Material provided =>
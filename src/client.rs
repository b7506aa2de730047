//! Standard input to socket relay.
//!
//! Companion to the server: reads whatever stdin yields, at most one chunk at
//! a time, and writes it to the connection unchanged. No handshake, no reply.

use crate::config::ClientArgs;
use std::io::{self, Read, Write};
use std::net::{Shutdown, TcpStream};
use tracing::{info, trace};

/// Copy `input` to `output` chunk by chunk until `input` reaches EOF.
///
/// Only the bytes each read returned are written. Returns the byte count.
pub fn relay<R, W>(input: &mut R, output: &mut W, chunk_size: usize) -> io::Result<u64>
where
    R: Read + ?Sized,
    W: Write + ?Sized,
{
    if chunk_size == 0 {
        return Err(io::Error::new(
            io::ErrorKind::InvalidInput,
            "chunk size must be greater than zero",
        ));
    }

    let mut chunk = vec![0u8; chunk_size];
    let mut total = 0u64;
    loop {
        let n = match input.read(&mut chunk) {
            Ok(0) => break,
            Ok(n) => n,
            Err(ref e) if e.kind() == io::ErrorKind::Interrupted => continue,
            Err(e) => return Err(e),
        };
        output.write_all(&chunk[..n])?;
        output.flush()?;
        trace!(bytes = n, "Relayed chunk");
        total += n as u64;
    }
    Ok(total)
}

/// Connect to the server and relay stdin until it closes, then half-close.
pub fn run(args: &ClientArgs) -> io::Result<u64> {
    let mut stream = TcpStream::connect(args.connect)?;
    info!(server = %args.connect, "Connected");

    let stdin = io::stdin();
    let mut input = stdin.lock();
    let total = relay(&mut input, &mut stream, args.chunk_size)?;

    stream.shutdown(Shutdown::Write)?;
    info!(bytes = total, "Input closed, disconnecting");
    Ok(total)
}

#[cfg(test)]
mod tests {
    use super::*;
    use crate::config::Config;
    use crate::runtime::{ChannelSink, EventLoop, SinkEvent};
    use std::io::Cursor;
    use std::sync::mpsc;
    use std::thread;
    use std::time::Duration;

    /// Writer that records the size of every write call.
    #[derive(Default)]
    struct RecordingWriter {
        data: Vec<u8>,
        writes: Vec<usize>,
    }

    impl Write for RecordingWriter {
        fn write(&mut self, buf: &[u8]) -> io::Result<usize> {
            self.data.extend_from_slice(buf);
            self.writes.push(buf.len());
            Ok(buf.len())
        }

        fn flush(&mut self) -> io::Result<()> {
            Ok(())
        }
    }

    #[test]
    fn test_relay_writes_only_bytes_read() {
        let mut input = Cursor::new(b"hello\nworld\n".to_vec());
        let mut output = RecordingWriter::default();

        let total = relay(&mut input, &mut output, 5).unwrap();

        assert_eq!(total, 12);
        assert_eq!(output.data, b"hello\nworld\n");
        assert_eq!(output.writes, vec![5, 5, 2]);
    }

    #[test]
    fn test_relay_empty_input() {
        let mut output = RecordingWriter::default();
        let total = relay(&mut io::empty(), &mut output, 16).unwrap();
        assert_eq!(total, 0);
        assert!(output.writes.is_empty());
    }

    #[test]
    fn test_relay_rejects_zero_chunk() {
        let mut output = Vec::new();
        let err = relay(&mut io::empty(), &mut output, 0).unwrap_err();
        assert_eq!(err.kind(), io::ErrorKind::InvalidInput);
    }

    #[test]
    fn test_relay_into_event_loop() {
        let config = Config {
            listen: "127.0.0.1:0".parse().unwrap(),
            ..Config::default()
        };
        let (tx, rx) = mpsc::channel();
        let (ready_tx, ready_rx) = mpsc::channel();
        let server = thread::spawn(move || {
            let mut event_loop = EventLoop::bind(&config, ChannelSink::new(tx)).unwrap();
            ready_tx
                .send((event_loop.local_addr(), event_loop.shutdown_handle()))
                .unwrap();
            event_loop.run().unwrap();
        });
        let (addr, shutdown) = ready_rx.recv_timeout(Duration::from_secs(5)).unwrap();

        let mut stream = TcpStream::connect(addr).unwrap();
        let mut input = Cursor::new(b"first line\nsecond line\n".to_vec());
        relay(&mut input, &mut stream, 8).unwrap();
        stream.shutdown(Shutdown::Write).unwrap();

        let mut received = Vec::new();
        loop {
            match rx.recv_timeout(Duration::from_secs(5)).unwrap() {
                SinkEvent::Data { payload, .. } => received.extend_from_slice(&payload),
                SinkEvent::Closed { .. } => break,
            }
        }

        // Read boundaries decide where trimming applies, so compare without
        // whitespace.
        let visible: Vec<u8> = received
            .into_iter()
            .filter(|b| !b.is_ascii_whitespace())
            .collect();
        assert_eq!(visible, b"firstlinesecondline");

        shutdown.shutdown();
        server.join().unwrap();
    }
}
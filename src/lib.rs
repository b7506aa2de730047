//! relay-reactor: a minimal single-threaded network reactor.
//!
//! One non-blocking listener accepts TCP connections and every byte they
//! send is relayed to a sink (the console log by default). A readiness
//! multiplexer drives everything; there is no thread per connection.
//!
//! The crate also ships `relay-client`, which writes its standard input to
//! the server.

pub mod client;
pub mod config;
pub mod error;
pub mod runtime;

use tracing_subscriber::EnvFilter;

/// Install the global fmt subscriber. `RUST_LOG` overrides `level`.
pub fn init_logging(level: &str) {
    let filter = EnvFilter::try_from_default_env().unwrap_or_else(|_| EnvFilter::new(level));

    tracing_subscriber::fmt()
        .with_env_filter(filter)
        .with_target(false)
        .init();
}
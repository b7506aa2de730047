//! Single-threaded readiness reactor.
//!
//! One thread owns everything:
//! - `Multiplexer`: the OS readiness primitive (epoll/kqueue via mio)
//! - `ConnectionRegistry`: live connections keyed by token
//! - `BufferPool`: one read buffer per live connection
//! - `EventLoop`: wait, dispatch to accept/read handlers, repeat
//!
//! Bytes read off connections go to a `Sink`.

mod buffer;
mod connection;
mod event_loop;
mod poller;
mod sink;

pub(crate) use buffer::BufferPool;
pub use connection::{Connection, ConnectionId, ConnectionRegistry};
pub use event_loop::{EventLoop, ShutdownHandle, LISTENER_TOKEN};
pub use poller::{Interest, Multiplexer, Ready, ReadySet};
pub use sink::{trim_payload, ChannelSink, ConsoleSink, Sink, SinkEvent};

use crate::config::Config;
use crate::error::ReactorError;
use tracing::info;

/// Run the relay server, logging every payload to the console.
///
/// Returns only if the readiness wait itself fails.
pub fn run(config: Config) -> Result<(), ReactorError> {
    let mut event_loop = EventLoop::bind(&config, ConsoleSink)?;

    info!(
        addr = %event_loop.local_addr(),
        buffer_size = config.buffer_size,
        event_capacity = config.event_capacity,
        read_error_policy = ?config.read_error_policy,
        "Listening"
    );

    event_loop.run()
}
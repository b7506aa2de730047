//! relay-client: writes standard input to a relay-reactor server.

use clap::Parser;
use relay_reactor::config::ClientArgs;
use relay_reactor::{client, init_logging};

fn main() -> Result<(), Box<dyn std::error::Error>> {
    let args = ClientArgs::parse();

    init_logging(&args.log_level);

    client::run(&args)?;
    Ok(())
}
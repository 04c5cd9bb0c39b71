use std::time::Duration;

use sea_orm::{ConnectOptions, Database, DatabaseConnection};
use tracing::info;

use crate::config::DatabaseConfig;

pub async fn connect(cfg: &DatabaseConfig) -> anyhow::Result<DatabaseConnection> {
    let mut options = ConnectOptions::new(cfg.url.clone());
    options
        .max_connections(cfg.max_connections)
        .min_connections(cfg.min_idle)
        .connect_timeout(Duration::from_secs(cfg.connect_timeout_secs))
        .sqlx_logging(false);

    let db = Database::connect(options).await?;
    info!(
        max_connections = cfg.max_connections,
        min_idle = cfg.min_idle,
        "database pool ready"
    );

    if cfg.sync_schema {
        info!("syncing database schema from entities");
        db.get_schema_registry("embr_app::db::entities::*")
            .sync(&db)
            .await?;
    }
    Ok(db)
}
use sea_orm::DatabaseConnection;

use super::{DaoBase, PostDao, StatsDao, TodoDao, UserDao};

#[derive(Clone)]
pub struct DaoContext {
    db: DatabaseConnection,
}

impl DaoContext {
    pub fn new(db: &DatabaseConnection) -> Self {
        Self { db: db.clone() }
    }

    pub fn user(&self) -> UserDao {
        DaoBase::new(&self.db)
    }

    pub fn todo(&self) -> TodoDao {
        DaoBase::new(&self.db)
    }

    pub fn post(&self) -> PostDao {
        DaoBase::new(&self.db)
    }

    pub fn stats(&self) -> StatsDao {
        StatsDao::new(&self.db)
    }
}
use axum::{
    body::{Bytes, to_bytes},
    extract::Request,
    http::{HeaderMap, StatusCode, header},
    middleware::Next,
    response::Response,
};

use crate::error::error_response;

const MAX_ERROR_BODY_BYTES: usize = 16 * 1024;

/// Rewrites plain-text error responses (extractor rejections, static-file 404s)
/// into the `{ "error": ... }` shape the handlers produce.
pub async fn json_error_middleware(req: Request, next: Next) -> Response {
    let wants_html = accepts_html(&req);
    let response = next.run(req).await;

    if !response.status().is_client_error() && !response.status().is_server_error() {
        return response;
    }

    if is_json_response(&response) || is_html_response(&response) || wants_html {
        return response;
    }

    let status = client_status(response.status());
    let (parts, body) = response.into_parts();
    let message = match to_bytes(body, MAX_ERROR_BODY_BYTES).await {
        Ok(bytes) => body_bytes_to_message(status, bytes),
        Err(_) => default_message(status),
    };
    if status.is_server_error() {
        tracing::error!(status = status.as_u16(), error = %message, "request failed");
    }

    let mut new_response = error_response(status, &message);
    copy_headers(&parts.headers, &mut new_response);
    new_response
}

// Handlers only ever answer 400 for a body they cannot use.
fn client_status(status: StatusCode) -> StatusCode {
    match status {
        StatusCode::UNPROCESSABLE_ENTITY => StatusCode::BAD_REQUEST,
        status => status,
    }
}

fn accepts_html(req: &Request) -> bool {
    req.headers()
        .get(header::ACCEPT)
        .and_then(|value| value.to_str().ok())
        .map(|value| value.to_ascii_lowercase().contains("text/html"))
        .unwrap_or(false)
}

fn is_json_response(response: &Response) -> bool {
    response
        .headers()
        .get(header::CONTENT_TYPE)
        .and_then(|value| value.to_str().ok())
        .map(|value| {
            let value = value.to_ascii_lowercase();
            value.contains("application/json") || value.contains("+json")
        })
        .unwrap_or(false)
}

fn is_html_response(response: &Response) -> bool {
    response
        .headers()
        .get(header::CONTENT_TYPE)
        .and_then(|value| value.to_str().ok())
        .map(|value| value.to_ascii_lowercase().contains("text/html"))
        .unwrap_or(false)
}

fn body_bytes_to_message(status: StatusCode, bytes: Bytes) -> String {
    let message = String::from_utf8_lossy(&bytes).trim().to_string();
    if message.is_empty() {
        return default_message(status);
    }
    message
}

fn default_message(status: StatusCode) -> String {
    status
        .canonical_reason()
        .unwrap_or("Request failed")
        .to_string()
}

fn copy_headers(src: &HeaderMap, dest: &mut Response) {
    for (name, value) in src {
        if name == header::CONTENT_TYPE || name == header::CONTENT_LENGTH {
            continue;
        }
        dest.headers_mut().insert(name.clone(), value.clone());
    }
}
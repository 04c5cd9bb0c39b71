pub trait HasCreatedAtColumn: sea_orm::EntityTrait {
    fn created_at_column() -> Self::Column;
}

pub trait HasIdColumn: sea_orm::EntityTrait {
    fn id_column() -> Self::Column;
}

pub trait TimestampedActiveModel {
    fn set_created_at(&mut self, ts: sea_orm::entity::prelude::DateTimeWithTimeZone);

    /// No-op for tables without an `updated_at` column.
    fn set_updated_at(&mut self, _ts: sea_orm::entity::prelude::DateTimeWithTimeZone) {}
}
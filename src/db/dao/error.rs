use sea_orm::DbErr;
use thiserror::Error;

#[derive(Debug, Error)]
pub enum DaoLayerError {
    #[error("Database error: {0}")]
    Db(#[from] DbErr),
    #[error("{entity} not found (id={id})")]
    NotFound { entity: &'static str, id: i32 },
}

pub type DaoResult<T> = Result<T, DaoLayerError>;
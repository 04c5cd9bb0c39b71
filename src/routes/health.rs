use std::sync::Arc;

use axum::{
    Json, Router,
    extract::State,
    http::StatusCode,
    response::{IntoResponse, Response},
    routing::get,
};
use serde::Serialize;

use crate::{error::AppError, services::ServiceContext, state::AppState};

#[derive(Debug, Serialize)]
pub struct HealthResponse {
    pub status: &'static str,
    pub database: &'static str,
    #[serde(skip_serializing_if = "Option::is_none")]
    pub error: Option<String>,
    pub timestamp: String,
}

pub fn router(state: Arc<AppState>) -> Router {
    Router::new()
        .route("/health", get(health))
        .with_state(state)
}

async fn health(State(state): State<Arc<AppState>>) -> Response {
    let system = ServiceContext::from_state(state.as_ref()).system();
    match system.check_database().await {
        Ok(()) => (
            StatusCode::OK,
            Json(HealthResponse {
                status: "healthy",
                database: "connected",
                error: None,
                timestamp: super::now_timestamp(),
            }),
        )
            .into_response(),
        Err(err) => {
            let err = AppError::from(err);
            tracing::warn!(error = %err, "health check failed");
            (
                StatusCode::SERVICE_UNAVAILABLE,
                Json(HealthResponse {
                    status: "unhealthy",
                    database: "disconnected",
                    error: Some(err.message().to_string()),
                    timestamp: super::now_timestamp(),
                }),
            )
                .into_response()
        }
    }
}
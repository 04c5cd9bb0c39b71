use proc_macro::TokenStream;
use quote::quote;
use std::collections::HashSet;
use syn::{
    Expr, ExprLit, Fields, Ident, ItemStruct, Lit, Meta, Path, Token, parse_macro_input, parse_str,
    punctuated::Punctuated,
};

struct BaseEntityConfig {
    traits_path: Path,
    active_model_ident: Ident,
    id_field: Ident,
    created_at_field: Ident,
    updated_at_field: Option<Ident>,
}

impl Default for BaseEntityConfig {
    fn default() -> Self {
        Self {
            traits_path: parse_str("crate::db::dao::base_traits")
                .expect("default traits path should parse"),
            active_model_ident: Ident::new("ActiveModel", proc_macro2::Span::call_site()),
            id_field: Ident::new("id", proc_macro2::Span::call_site()),
            created_at_field: Ident::new("created_at", proc_macro2::Span::call_site()),
            updated_at_field: Some(Ident::new("updated_at", proc_macro2::Span::call_site())),
        }
    }
}

/// Prepends a serial `id` primary key plus `created_at` / `updated_at` columns to a
/// sea-orm model and implements the DAO timestamp traits for it.
///
/// `#[base_entity(no_updated_at)]` leaves out the `updated_at` column.
#[proc_macro_attribute]
pub fn base_entity(attr: TokenStream, item: TokenStream) -> TokenStream {
    let args = parse_macro_input!(attr with Punctuated<Meta, Token![,]>::parse_terminated);
    let mut config = BaseEntityConfig::default();
    if let Err(err) = apply_args(&mut config, args) {
        return err.to_compile_error().into();
    }

    let mut input = parse_macro_input!(item as ItemStruct);
    let fields = match &mut input.fields {
        Fields::Named(fields) => fields,
        _ => {
            return syn::Error::new_spanned(
                input,
                "base_entity requires a struct with named fields",
            )
            .to_compile_error()
            .into();
        }
    };

    let existing: HashSet<String> = fields
        .named
        .iter()
        .filter_map(|field| field.ident.as_ref().map(|ident| ident.to_string()))
        .collect();

    let mut new_fields = Punctuated::new();

    if !existing.contains(&config.id_field.to_string()) {
        let id_ident = config.id_field.clone();
        let id_field: syn::Field = syn::parse_quote! {
            #[sea_orm(primary_key)]
            pub #id_ident: i32
        };
        new_fields.push(id_field);
    }

    for field in fields.named.iter().cloned() {
        new_fields.push(field);
    }

    if !existing.contains(&config.created_at_field.to_string()) {
        let created_ident = config.created_at_field.clone();
        let created_field: syn::Field = syn::parse_quote! {
            #[sea_orm(default_expr = "Expr::current_timestamp()")]
            pub #created_ident: sea_orm::entity::prelude::DateTimeWithTimeZone
        };
        new_fields.push(created_field);
    }

    if let Some(updated_ident) = config.updated_at_field.as_ref() {
        if !existing.contains(&updated_ident.to_string()) {
            let updated_field: syn::Field = syn::parse_quote! {
                #[sea_orm(default_expr = "Expr::current_timestamp()")]
                pub #updated_ident: sea_orm::entity::prelude::DateTimeWithTimeZone
            };
            new_fields.push(updated_field);
        }
    }

    fields.named = new_fields;

    let traits_path = config.traits_path;
    let active_model = config.active_model_ident;
    let created_at_field = config.created_at_field;
    let set_updated_at = config.updated_at_field.map(|updated_at_field| {
        quote! {
            fn set_updated_at(
                &mut self,
                ts: sea_orm::entity::prelude::DateTimeWithTimeZone,
            ) {
                self.#updated_at_field = sea_orm::ActiveValue::Set(ts);
            }
        }
    });

    let expanded = quote! {
        #input

        impl #traits_path::TimestampedActiveModel for #active_model {
            fn set_created_at(
                &mut self,
                ts: sea_orm::entity::prelude::DateTimeWithTimeZone,
            ) {
                self.#created_at_field = sea_orm::ActiveValue::Set(ts);
            }

            #set_updated_at
        }

        impl #traits_path::HasCreatedAtColumn for Entity {
            fn created_at_column() -> Column {
                Column::CreatedAt
            }
        }

        impl #traits_path::HasIdColumn for Entity {
            fn id_column() -> Column {
                Column::Id
            }
        }
    };

    expanded.into()
}

fn apply_args(
    config: &mut BaseEntityConfig,
    args: Punctuated<Meta, Token![,]>,
) -> Result<(), syn::Error> {
    for meta in args {
        let name_value = match meta {
            Meta::Path(path) if path.is_ident("no_updated_at") => {
                config.updated_at_field = None;
                continue;
            }
            Meta::NameValue(name_value) => name_value,
            other => {
                return Err(syn::Error::new_spanned(
                    other,
                    "expected `no_updated_at` or a name-value pair, e.g. traits = \"path::to::traits\"",
                ));
            }
        };

        let Some(ident) = name_value.path.get_ident() else {
            return Err(syn::Error::new_spanned(
                name_value.path,
                "expected simple identifier for attribute key",
            ));
        };

        let value = match name_value.value {
            Expr::Lit(ExprLit {
                lit: Lit::Str(lit_str),
                ..
            }) => lit_str,
            other => {
                return Err(syn::Error::new_spanned(
                    other,
                    "expected string literal for attribute value",
                ));
            }
        };

        match ident.to_string().as_str() {
            "traits" => {
                config.traits_path = value.parse::<Path>().map_err(|err| {
                    syn::Error::new(value.span(), format!("invalid traits path: {err}"))
                })?;
            }
            "active_model" => {
                config.active_model_ident = Ident::new(&value.value(), value.span());
            }
            "id" => {
                config.id_field = Ident::new(&value.value(), value.span());
            }
            "created_at" => {
                config.created_at_field = Ident::new(&value.value(), value.span());
            }
            "updated_at" => {
                config.updated_at_field = Some(Ident::new(&value.value(), value.span()));
            }
            _ => {
                return Err(syn::Error::new_spanned(
                    ident,
                    "unknown base_entity attribute key",
                ));
            }
        }
    }

    Ok(())
}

What you should do =>
Count, in the listing, each line that holds the string "Serialize", then give the count and nothing else.

Answer box =>
2